Thread: Word Counting

  1. #1
    Registered User
    Join Date
    Oct 2019
    Posts
    20

    Word Counting

    I have been tasked with the following prompt for a coding project:

    Write a C program in Linux that will read two input files, identify frequent common words that appear
    in both files if their number of occurrences are higher than or equal to the specified frequency limit for
    both files, and write them into an output file in decreasing sorted order based on their total frequency
    value.
    For each input file, your program will build a separate input linked list in ascending sorted order
    based on the word field, where strcmp() is used for comparison while building these input lists.
    Each node of the lists will contain a unique word that exists in that file and the number of occurrence
    of that word within that file. Hence, each node of the list will be a
    struct having fields to store the word itself (char *) and its count (int). You will build the lists
    as doubly linked lists, where nodes have both next and previous pointers.
    After building these two input lists, your program will find the common words in both lists if their
    count is larger than or equal to the specified frequency limit in both files, calculate their total count
    considering both files, and build a third output linked list that will be used for printing the result into
    an output file in decreasing sorted order based on the total count value. You must implement and
    use the insertion sort algorithm to sort the output list. If multiple words have the same count, then
    tie-breaking will be done based on the word field in ascending order, again using the strcmp()
    function.

    I have been able to successfully read two separate .txt files and count the words that appear in each as well as incrementing for words that occur multiple times. However, I cannot seem to sort the counts from each file in decreasing order so that when I compare the two lists and choose a frequency number that it would then only display words that have appeared at least a certain number of times.

  2. #2
    and the hat of int overfl Salem's Avatar
    Join Date
    Aug 2001
    Location
    The edge of the known universe
    Posts
    39,659
    Quote Originally Posted by bob432 View Post
    However, I cannot seem to sort the counts from each file in decreasing order so that when I compare the two lists and choose a frequency number that it would then only display words that have appeared at least a certain number of times.
    It would seem to me the first sub-task of this is to just find the common words.
    Then worry about the total count.
    Then worry about sorting by count.
    If you dance barefoot on the broken glass of undefined behaviour, you've got to expect the occasional cut.
    If at first you don't succeed, try writing your phone number on the exam paper.

  3. #3
    Registered User
    Join Date
    Sep 2021
    Posts
    1
    Check out this <<snipped>> site.

  4. #4
    Registered User rstanley's Avatar
    Join Date
    Jun 2014
    Location
    New York, NY
    Posts
    1,110
    Quote Originally Posted by rsneha View Post
    Check out this <<snipped>> site.
    From the original post:
    I have been tasked with the following prompt for a coding project:

    Write a C program in Linux that will read two input files, identify frequent common words that appear
    in both files if their number of occurrences are higher than or equal to the specified frequency limit for
    both files, and write them into an output file in decreasing sorted order based on their total frequency
    value.
    Valid site for a simple word count, but this is a forum for the creation of C programs, and assisting the O/P's with answering their questions, and advising them on their code. Your suggestion does not help the O/P.

  5. #5
    Registered User
    Join Date
    Feb 2019
    Posts
    1,078
    Quote Originally Posted by bob432 View Post
    I have been able to successfully read two separate .txt files and count the words that appear in each as well as incrementing for words that occur multiple times. However, I cannot seem to sort the counts from each file in decreasing order so that when I compare the two lists and choose a frequency number that it would then only display words that have appeared at least a certain number of times.
    What is a 'word' in this context? Take your text, above, as an example: punctuation will be considered as part of the 'word' or your files are only lists of words?
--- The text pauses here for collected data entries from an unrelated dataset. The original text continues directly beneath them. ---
//! Shared handler state

use quiz_application::RunQuizTurnUseCase;
use std::time::Instant;
use tokio_util::sync::CancellationToken;

/// State shared by every request handler
pub struct AppState {
    /// Turn orchestrator
    pub quiz: RunQuizTurnUseCase,
    /// Cancelled when the server starts shutting down
    pub shutdown: CancellationToken,
    started_at: Instant,
}

impl AppState {
    pub fn new(quiz: RunQuizTurnUseCase) -> Self {
        Self {
            quiz,
            shutdown: CancellationToken::new(),
            started_at: Instant::now(),
        }
    }

    /// Use an externally owned shutdown token
    pub fn with_shutdown(mut self, token: CancellationToken) -> Self {
        self.shutdown = token;
        self
    }

    pub fn uptime_seconds(&self) -> u64 {
        self.started_at.elapsed().as_secs()
    }
}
    A better approach would be to use a binary balanced search tree instead of doubly linked lists... But since this is a requirement...

  6. #6
    Registered User rstanley's Avatar
    Join Date
    Jun 2014
    Location
    New York, NY
    Posts
    1,110
    Quote Originally Posted by flp1969 View Post
    What is a 'word' in this context? Take your text, above, as an example: punctuation will be considered as part of the 'word' or your files are only lists of words?

    A better approach would be to use a binary balanced search tree instead of doubly linked lists... But since this is a requirement...
    "The word, word is a word."

    I would assume that any whitespace characters and any punctuation, are not part of any "word". Based on this, my example above, should consist of 6 "words", and the count of the word, "word", should be, 3.

  7. #7
    Registered User
    Join Date
    Feb 2019
    Posts
    1,078
    Quote Originally Posted by rstanley View Post
    "The word, word is a word."

    I would assume that any whitespace characters and any punctuation, are not part of any "word". Based on this, my example above, should consist of 6 "words", and the count of the word, "word", should be, 3.
    Yep... just to demonstrate the point: "The word 'word' is the word.", if not properly dealt with, will give one word of each "The", "the", "'word'", "word" and "word." and "is".

  8. #8
    Registered User
    Join Date
    Oct 2019
    Posts
    20
    Sorry for no replies about my created topic I thought I would get email updates on when someone else replied.

    I have made a lot of progress on this program. And yes each word weather it be "The" "the." One." One" "one" etc.. is considered a separate word. Punctuation and capitalization keep a two words that are spelled exactly the same from incrementing one another, which is how it is supposed to be. I am able to read two input files, listing the total count of each different word next to it. However, I need to be able to take an input value, say like 10, and only display words that occur at least 10 times in the files. I also need to sort the output list in ascending order but I will worry about that once I can use the input value to display only words occurring a specific number of times.

    For better context I am taking 4 arguments when running the program :
    Code:
        char *inputFileName1 = argv[1];
        char *inputFileName2 = argv[2];
        char *outputFileName = argv[3];
        int wordcount = argv[4];
    I need the wordcount argument to be the value that the wordcount has to be greater than or equal to but for now I just want to understand how to display only words that occur based on the chosen wordcount value.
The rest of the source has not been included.